Flares and Distress Signals
Visual Distress Signals: When and How to Use
Visual distress signals (V.D.S.) are part of your boat's safety equipment. Check them before you leave harbor for condition and if they have an expiration date, be sure they are current. Their intended purpose is to summon help should the need arise and should be displayed only when immediate or potential danger exists. Visual distress signals can only be effective when someone is in a position to see them. Therefore, when employing pyrotechnic devices, do so only when you see or hear a boat or airplane or you are reasonably sure that someone on shore is in position to see your signal and take action. Good judgment is an essential part of successful use of visual distress signals.
Examples of Pyrotechnic and Non-Pyrotechnic Devices
- Red Handheld Flare (day and night)
- Parachute Flare (day and night)
- Red Meteor (day and night)
- Orange Smoke Signal (handheld/day only)
- Floating Orange Smoke Signal (day only)
- Orange Signal Flag (day only)
- Electric Distress Light (night only)
Visual distress signals, especially pyrotechnic devices, are typically not deployed just to practice. In fact, it’s against the law. That’s why many people are not familiar with how to safely use and care for these devices. To show you how to use visual distress signals as designed and to use them safely, check out our Foundation Findings www.boatus.org/findings/45/
The requirement to carry visual distress signals for recreational boaters states that all boats when used on coastal waters, which includes the Great Lakes, the territorial seas and those waters directly connected to the Great Lakes and the territorial seas, up to a point where the waters are less than two miles wide, and boats owned in the United States when operating on the high seas to be equipped with visual distress signals. There are just a handful of exceptions so you should always check your state regulations to be certain you comply.

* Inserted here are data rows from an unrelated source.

//! Span identity, classification and status.
//!
//! The types here are shared by everything that touches a span: the SDK that
//! records it, the propagator that carries its [`SpanContext`] across process
//! boundaries and the exporter that reports it.
//!
//! A span with no parent is reported with [`ROOT_SPAN_PARENT_ID`] as its
//! parent id, never with an empty string.
use std::borrow::Cow;
use std::fmt;
use std::time;

use thiserror::Error;

mod ids;
mod span_context;

pub use ids::{SpanId, TraceFlags, TraceId};
pub use span_context::SpanContext;

/// Parent id reported for spans that start a new trace.
pub const ROOT_SPAN_PARENT_ID: &str = "0";

/// Category of the work a span describes.
///
/// The built-in kinds are understood by the CozeLoop backend and select the
/// "scene" a span is displayed under. Anything else is carried as
/// [`SpanType::Custom`].
#[derive(Clone, Debug, PartialEq, Eq, Hash)]
pub enum SpanType {
    /// A call to a language model.
    Model,
    /// Prompt formatting.
    Prompt,
    /// A prompt fetched from the prompt hub.
    PromptHub,
    /// Prompt template rendering.
    PromptTemplate,
    /// A tool invocation.
    Tool,
    /// A retrieval step.
    Retriever,
    /// An agent turn.
    Agent,
    /// A free-form category.
    Custom(Cow<'static, str>),
}

impl SpanType {
    /// Wire name of the span type.
    pub fn as_str(&self) -> &str {
        match self {
            SpanType::Model => "model",
            SpanType::Prompt => "prompt",
            SpanType::PromptHub => "prompt_hub",
            SpanType::PromptTemplate => "prompt_template",
            SpanType::Tool => "tool",
            SpanType::Retriever => "retriever",
            SpanType::Agent => "agent",
            SpanType::Custom(name) => name.as_ref(),
        }
    }

    /// Returns `true` for every variant except [`SpanType::Custom`].
    pub fn is_builtin(&self) -> bool {
        !matches!(self, SpanType::Custom(_))
    }
}

impl Default for SpanType {
    fn default() -> Self {
        SpanType::Custom(Cow::Borrowed("custom"))
    }
}

impl From<&'static str> for SpanType {
    fn from(name: &'static str) -> Self {
        SpanType::from(Cow::Borrowed(name))
    }
}

impl From<String> for SpanType {
    fn from(name: String) -> Self {
        SpanType::from(Cow::<'static, str>::Owned(name))
    }
}

impl From<Cow<'static, str>> for SpanType {
    fn from(name: Cow<'static, str>) -> Self {
        match name.as_ref() {
            "model" => SpanType::Model,
            "prompt" => SpanType::Prompt,
            "prompt_hub" => SpanType::PromptHub,
            "prompt_template" => SpanType::PromptTemplate,
            "tool" => SpanType::Tool,
            "retriever" => SpanType::Retriever,
            "agent" => SpanType::Agent,
            _ => SpanType::Custom(name),
        }
    }
}

impl fmt::Display for SpanType {
    fn fmt(&self, f: &mut fmt::Formatter<'_>) -> fmt::Result {
        f.write_str(self.as_str())
    }
}

/// The outcome of the operation a span describes.
#[derive(Clone, Debug, Default, PartialEq, Eq, Hash)]
pub enum Status {
    /// The default status.
    #[default]
    Unset,

    /// The operation contains an error.
    Error {
        /// The description of the error
        message: Cow<'static, str>,
    },

    /// The operation has been validated to have completed successfully.
    Ok,
}

impl Status {
    /// Create a new error status with a given message.
    ///
    /// # Examples
    ///
    /// ```
    /// use cozeloop::trace::Status;
    ///
    /// // record error with `str` message
    /// let error_status = Status::error("boom");
    ///
    /// // or with `String` message
    /// let error_status = Status::error(format!("{} failed", "retrieval"));
    /// ```
    pub fn error(message: impl Into<Cow<'static, str>>) -> Self {
        Status::Error {
            message: message.into(),
        }
    }

    /// Returns `true` for [`Status::Error`].
    pub fn is_error(&self) -> bool {
        matches!(self, Status::Error { .. })
    }
}

/// Describe the result of operations in the trace export pipeline.
pub type TraceResult<T> = Result<T, TraceError>;

/// Marker trait for errors returned by exporters.
pub trait ExportError: std::error::Error + Send + Sync + 'static {
    /// The name of exporter that returned this error
    fn exporter_name(&self) -> &'static str;
}

/// Errors raised while exporting spans or their offloaded payloads.
#[derive(Error, Debug)]
#[non_exhaustive]
pub enum TraceError {
    /// Export failed with the error returned by the exporter
    #[error("Exporter {} failed with {}", .0.exporter_name(), .0)]
    ExportFailed(Box<dyn ExportError>),

    /// An offloaded payload could not be uploaded.
    #[error("Upload of {key} failed: {reason}")]
    UploadFailed {
        /// Storage key of the payload
        key: String,
        /// Last failure reported by the uploader
        reason: String,
    },

    /// Export failed to finish after certain period and processor stopped the export.
    #[error("Exporting timed out after {} seconds", .0.as_secs())]
    ExportTimedOut(time::Duration),

    /// Other errors propagated from the trace SDK that weren't covered above
    #[error(transparent)]
    Other(#[from] Box<dyn std::error::Error + Send + Sync + 'static>),
}

impl<T> From<T> for TraceError
where
    T: ExportError,
{
    fn from(err: T) -> Self {
        TraceError::ExportFailed(Box::new(err))
    }
}

impl From<String> for TraceError {
    fn from(err_msg: String) -> Self {
        TraceError::Other(Box::new(Custom(err_msg)))
    }
}

impl From<&'static str> for TraceError {
    fn from(err_msg: &'static str) -> Self {
        TraceError::Other(Box::new(Custom(err_msg.into())))
    }
}

/// Wrap type for string
#[derive(Error, Debug)]
#[error("{0}")]
struct Custom(String);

Regardless of exemptions, all boaters should be able to signal for help. Boaters must have current dated US Coast Guard-approved day and night signals for all boats operating on coastal and open bodies of water. Federal requirements are as follows:
For boats under 16’ in length: Distress signals are only required when operating between sunset and sunrise. If operating at night, one electric distress light or three combination day/night red flares are required.

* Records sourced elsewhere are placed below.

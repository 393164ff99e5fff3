//! Context propagation across process boundaries.
//!
//! [`LoopPropagator`] is the propagator used by CozeLoop services. The carrier
//! traits live in [`cozeloop::propagation`].
mod loop_propagator;

pub use loop_propagator::{
    LoopPropagator, LOOP_TRACEPARENT_HEADER, LOOP_TRACESTATE_HEADER, TRACEPARENT_HEADER,
    TRACESTATE_HEADER,
};
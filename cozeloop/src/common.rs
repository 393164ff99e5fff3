use std::borrow::{Borrow, Cow};
use std::fmt;

/// The key part of a span tag [KeyValue] pair.
#[derive(Clone, PartialEq, Eq, Hash, PartialOrd, Ord)]
pub struct Key(Cow<'static, str>);

impl Key {
    /// Create a new `Key`.
    ///
    /// # Examples
    ///
    /// ```
    /// use cozeloop::Key;
    ///
    /// let key1 = Key::new("model_name");
    /// let key2 = Key::new(String::from("retrieval_top_k"));
    /// assert_eq!(key1.as_str(), "model_name");
    /// assert_eq!(key2.as_str(), "retrieval_top_k");
    /// ```
    pub fn new(value: impl Into<Key>) -> Self {
        value.into()
    }

    /// Create a new const `Key`.
    pub const fn from_static_str(value: &'static str) -> Self {
        Key(Cow::Borrowed(value))
    }

    /// Returns a reference to the underlying key name
    pub fn as_str(&self) -> &str {
        self.0.as_ref()
    }
}

impl From<&'static str> for Key {
    fn from(key_str: &'static str) -> Self {
        Key(Cow::Borrowed(key_str))
    }
}

impl From<String> for Key {
    fn from(string: String) -> Self {
        Key(Cow::Owned(string))
    }
}

impl From<Cow<'static, str>> for Key {
    fn from(string: Cow<'static, str>) -> Self {
        Key(string)
    }
}

impl From<Key> for String {
    fn from(key: Key) -> Self {
        key.0.into_owned()
    }
}

impl fmt::Debug for Key {
    fn fmt(&self, fmt: &mut fmt::Formatter<'_>) -> fmt::Result {
        self.0.fmt(fmt)
    }
}

impl fmt::Display for Key {
    fn fmt(&self, fmt: &mut fmt::Formatter<'_>) -> fmt::Result {
        self.0.fmt(fmt)
    }
}

impl Borrow<str> for Key {
    fn borrow(&self) -> &str {
        self.as_str()
    }
}

impl AsRef<str> for Key {
    fn as_ref(&self) -> &str {
        self.as_str()
    }
}

/// The value of a span tag.
///
/// Tags only hold primitives. Structured data is serialized to a JSON string
/// before it is stored on a span.
#[derive(Clone, Debug, PartialEq)]
pub enum Value {
    /// bool values
    Bool(bool),
    /// i64 values
    I64(i64),
    /// f64 values
    F64(f64),
    /// String values
    String(Cow<'static, str>),
}

impl Value {
    /// String representation of the `Value`
    ///
    /// This will allocate iff the underlying value is not a `String`.
    pub fn as_str(&self) -> Cow<'_, str> {
        match self {
            Value::Bool(v) => format!("{v}").into(),
            Value::I64(v) => format!("{v}").into(),
            Value::F64(v) => format!("{v}").into(),
            Value::String(v) => Cow::Borrowed(v.as_ref()),
        }
    }
}

macro_rules! from_values {
   (
        $(
            ($t:ty, $val:expr);
        )+
    ) => {
        $(
            impl From<$t> for Value {
                fn from(t: $t) -> Self {
                    $val(t.into())
                }
            }
        )+
    }
}

from_values!(
    (bool, Value::Bool);
    (i64, Value::I64);
    (i32, Value::I64);
    (u32, Value::I64);
    (f64, Value::F64);
    (f32, Value::F64);
);

impl From<&'static str> for Value {
    fn from(s: &'static str) -> Self {
        Value::String(Cow::Borrowed(s))
    }
}

impl From<String> for Value {
    fn from(s: String) -> Self {
        Value::String(Cow::Owned(s))
    }
}

impl From<Cow<'static, str>> for Value {
    fn from(s: Cow<'static, str>) -> Self {
        Value::String(s)
    }
}

impl fmt::Display for Value {
    fn fmt(&self, fmt: &mut fmt::Formatter<'_>) -> fmt::Result {
        match self {
            Value::Bool(v) => v.fmt(fmt),
            Value::I64(v) => v.fmt(fmt),
            Value::F64(v) => v.fmt(fmt),
            Value::String(v) => fmt.write_str(v),
        }
    }
}

/// A key-value pair describing one span tag.
#[derive(Clone, Debug, PartialEq)]
#[non_exhaustive]
pub struct KeyValue {
    /// The tag name
    pub key: Key,

    /// The tag value
    pub value: Value,
}

impl KeyValue {
    /// Create a new `KeyValue` pair.
    pub fn new<K, V>(key: K, value: V) -> Self
    where
        K: Into<Key>,
        V: Into<Value>,
    {
        KeyValue {
            key: key.into(),
            value: value.into(),
        }
    }
}

#[cfg(test)]
mod tests {
    use super::*;

    #[test]
    fn value_as_str_renders_primitives() {
        assert_eq!(Value::from(true).as_str(), "true");
        assert_eq!(Value::from(42_i64).as_str(), "42");
        assert_eq!(Value::from(1.5).as_str(), "1.5");
        assert_eq!(Value::from("gpt-4o").as_str(), "gpt-4o");
    }

    #[test]
    fn narrow_integers_widen_to_i64() {
        assert_eq!(Value::from(7_i32), Value::I64(7));
        assert_eq!(Value::from(7_u32), Value::I64(7));
    }

    #[test]
    fn key_value_new_accepts_owned_and_static() {
        let kv = KeyValue::new(String::from("k"), "v");
        assert_eq!(kv.key.as_str(), "k");
        assert_eq!(kv.value, Value::String("v".into()));
    }
}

For boats 16’ in length or greater: One orange distress flag and one electric distress light –or- three handheld or floating orange smoke signals and one electric distress light –or- three combination day/night red flares; handheld, meteor or parachute type.
What’s Right for You?
All distress signaling devices have both advantages and disadvantages. The most popular, because of cost, are probably the smaller pyrotechnic devices. Pyrotechnics make excellent distress signals, universally recognized as such, but they have the drawback that they can be used only once. Additionally, there is a potential for both injury and property damage if not properly handled. Pyrotechnics devices have a very hot flame, and slag (molten discharge) can cause burns and ignite material that burns easily. Projected devices, such as pistol launched and hand-held parachute flares and meteor flares, have many of the same characteristics of a firearm and must be handled with the same caution and respect. The very best flares available in terms of brightness and duration are labeled SOLAS which go above and beyond US Coast Guard minimums. Watch video here:
VIDEO on the page TITLED NIGHT USE ONLY The hand-held and the floating orange smoke signaling devices are excellent (if not the best) day signals, especially on clear days. Both signals are most effective with light to moderate winds. However, in higher winds the winds tend to disperse the orange signal cloud which makes it harder to see. Watch this video on day use flares to see smoke flares in action.

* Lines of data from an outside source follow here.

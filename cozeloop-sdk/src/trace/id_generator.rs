//! Id Generator
#[cfg(any(test, feature = "testing"))]
pub use increment::IncrementIdGenerator;

use cozeloop::trace::{SpanId, TraceId};
use rand::{rngs, Rng, SeedableRng};
use std::cell::RefCell;
use std::fmt;

/// Interface for generating IDs
pub trait IdGenerator: Send + Sync + fmt::Debug {
    /// Generate a new `TraceId`
    fn new_trace_id(&self) -> TraceId;

    /// Generate a new `SpanId`
    fn new_span_id(&self) -> SpanId;
}

/// Default [`IdGenerator`] implementation.
///
/// Generates Trace and Span ids using a random number generator. Zero is
/// never returned since it marks an invalid id.
#[derive(Clone, Debug, Default)]
pub struct RandomIdGenerator {
    _private: (),
}

impl IdGenerator for RandomIdGenerator {
    fn new_trace_id(&self) -> TraceId {
        CURRENT_RNG.with(|rng| {
            let mut rng = rng.borrow_mut();
            loop {
                let id = rng.random::<u128>();
                if id != 0 {
                    return TraceId::from(id);
                }
            }
        })
    }

    fn new_span_id(&self) -> SpanId {
        CURRENT_RNG.with(|rng| {
            let mut rng = rng.borrow_mut();
            loop {
                let id = rng.random::<u64>();
                if id != 0 {
                    return SpanId::from(id);
                }
            }
        })
    }
}

thread_local! {
    /// Store random number generator for each thread
    static CURRENT_RNG: RefCell<rngs::SmallRng> = RefCell::new(rngs::SmallRng::from_os_rng());
}

#[cfg(any(test, feature = "testing"))]
mod increment {
    use super::IdGenerator;
    use cozeloop::trace::{SpanId, TraceId};
    use std::sync::atomic::{AtomicU64, Ordering};
    use std::sync::Arc;

    /// [`IdGenerator`] implementation that increments a counter for each new ID. This helps produce
    /// predictable IDs for testing.
    #[derive(Clone, Debug)]
    pub struct IncrementIdGenerator(Arc<AtomicU64>);

    impl IncrementIdGenerator {
        /// Create a new [`IncrementIdGenerator`]
        pub fn new() -> Self {
            Self::default()
        }
    }

    impl Default for IncrementIdGenerator {
        fn default() -> Self {
            Self(Arc::new(AtomicU64::new(1)))
        }
    }

    impl IdGenerator for IncrementIdGenerator {
        fn new_trace_id(&self) -> TraceId {
            TraceId::from(self.0.fetch_add(1, Ordering::SeqCst) as u128)
        }

        fn new_span_id(&self) -> SpanId {
            SpanId::from(self.0.fetch_add(1, Ordering::SeqCst))
        }
    }
}
//! Test doubles for the collaborators of the export pipeline.
use std::sync::atomic::{AtomicBool, AtomicUsize, Ordering};
use std::sync::{Mutex, PoisonError};

use async_trait::async_trait;
use bytes::Bytes;
use cozeloop_http::{ApiClient, FilePart, HttpError};

/// An [`ApiClient`] that records every call and answers from canned
/// responses.
///
/// Reports succeed with an empty body unless configured otherwise; uploads
/// succeed unless [`RecordingApiClient::fail_next_uploads`] was called.
#[derive(Debug, Default)]
pub struct RecordingApiClient {
    reports: Mutex<Vec<(String, serde_json::Value)>>,
    uploads: Mutex<Vec<(String, FilePart)>>,
    report_response: Mutex<Option<Result<Bytes, String>>>,
    failing_uploads: AtomicUsize,
    upload_attempts: AtomicUsize,
    stalled_reports: AtomicBool,
}

impl RecordingApiClient {
    /// JSON bodies posted so far, with their paths.
    pub fn reports(&self) -> Vec<(String, serde_json::Value)> {
        self.reports
            .lock()
            .unwrap_or_else(PoisonError::into_inner)
            .clone()
    }

    /// Files uploaded successfully so far, with their paths.
    pub fn uploads(&self) -> Vec<(String, FilePart)> {
        self.uploads
            .lock()
            .unwrap_or_else(PoisonError::into_inner)
            .clone()
    }

    /// Number of upload calls, failed ones included.
    pub fn upload_attempts(&self) -> usize {
        self.upload_attempts.load(Ordering::SeqCst)
    }

    /// Answer report calls with `body`.
    pub fn respond_to_reports_with(&self, body: &str) {
        *self
            .report_response
            .lock()
            .unwrap_or_else(PoisonError::into_inner) = Some(Ok(Bytes::from(body.to_string())));
    }

    /// Fail report calls with a transport error carrying `message`.
    pub fn fail_reports_with(&self, message: &str) {
        *self
            .report_response
            .lock()
            .unwrap_or_else(PoisonError::into_inner) = Some(Err(message.to_string()));
    }

    /// Make report calls hang until they are cancelled.
    pub fn stall_reports(&self) {
        self.stalled_reports.store(true, Ordering::SeqCst);
    }

    /// Fail the next `count` upload calls with a transport error.
    pub fn fail_next_uploads(&self, count: usize) {
        self.failing_uploads.store(count, Ordering::SeqCst);
    }
}

#[async_trait]
impl ApiClient for RecordingApiClient {
    async fn post_json(&self, path: &str, body: Bytes) -> Result<Bytes, HttpError> {
        if self.stalled_reports.load(Ordering::SeqCst) {
            std::future::pending::<()>().await;
        }
        let json = serde_json::from_slice(&body)?;
        self.reports
            .lock()
            .unwrap_or_else(PoisonError::into_inner)
            .push((path.to_string(), json));
        let response = self
            .report_response
            .lock()
            .unwrap_or_else(PoisonError::into_inner)
            .clone();
        match response {
            None => Ok(Bytes::new()),
            Some(Ok(body)) => Ok(body),
            Some(Err(message)) => Err(message.into()),
        }
    }

    async fn upload_file(&self, path: &str, file: FilePart) -> Result<Bytes, HttpError> {
        self.upload_attempts.fetch_add(1, Ordering::SeqCst);
        let failing = self
            .failing_uploads
            .fetch_update(Ordering::SeqCst, Ordering::SeqCst, |n| n.checked_sub(1))
            .is_ok();
        if failing {
            return Err("upload rejected".into());
        }
        self.uploads
            .lock()
            .unwrap_or_else(PoisonError::into_inner)
            .push((path.to_string(), file));
        Ok(Bytes::from_static(br#"{"code":0,"msg":"success"}"#))
    }
}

What if you see a Visual Distress Signal given off by another vessel?
The unwritten law of the sea requires that a mariner come to the aid of a mariner in distress. Therefore, should you see a distress signal, immediate and positive action should be taken. Notify the nearest Coast Guard station or State authority by radio. Channel 9 on CB and Channel 16 on VHF marine radio (156.8 MHz) are recognized distress channels. If you can assist the stricken vessel without endangering yourself, you should. The Federal Boat Safety Act of 1971 contains a "Good Samaritan" clause stating: "Any person ....who gratuitously and in good faith renders assistance at the scene of a vessel collision, accident, or other casualty without objection of any person assisted, shall not be held liable for any act or omission in providing or arranging salvage, towage, medical treatment, or other assistance where the assisting person acts as an ordinary, reasonably prudent man or woman would have acted under the same or similar circumstances."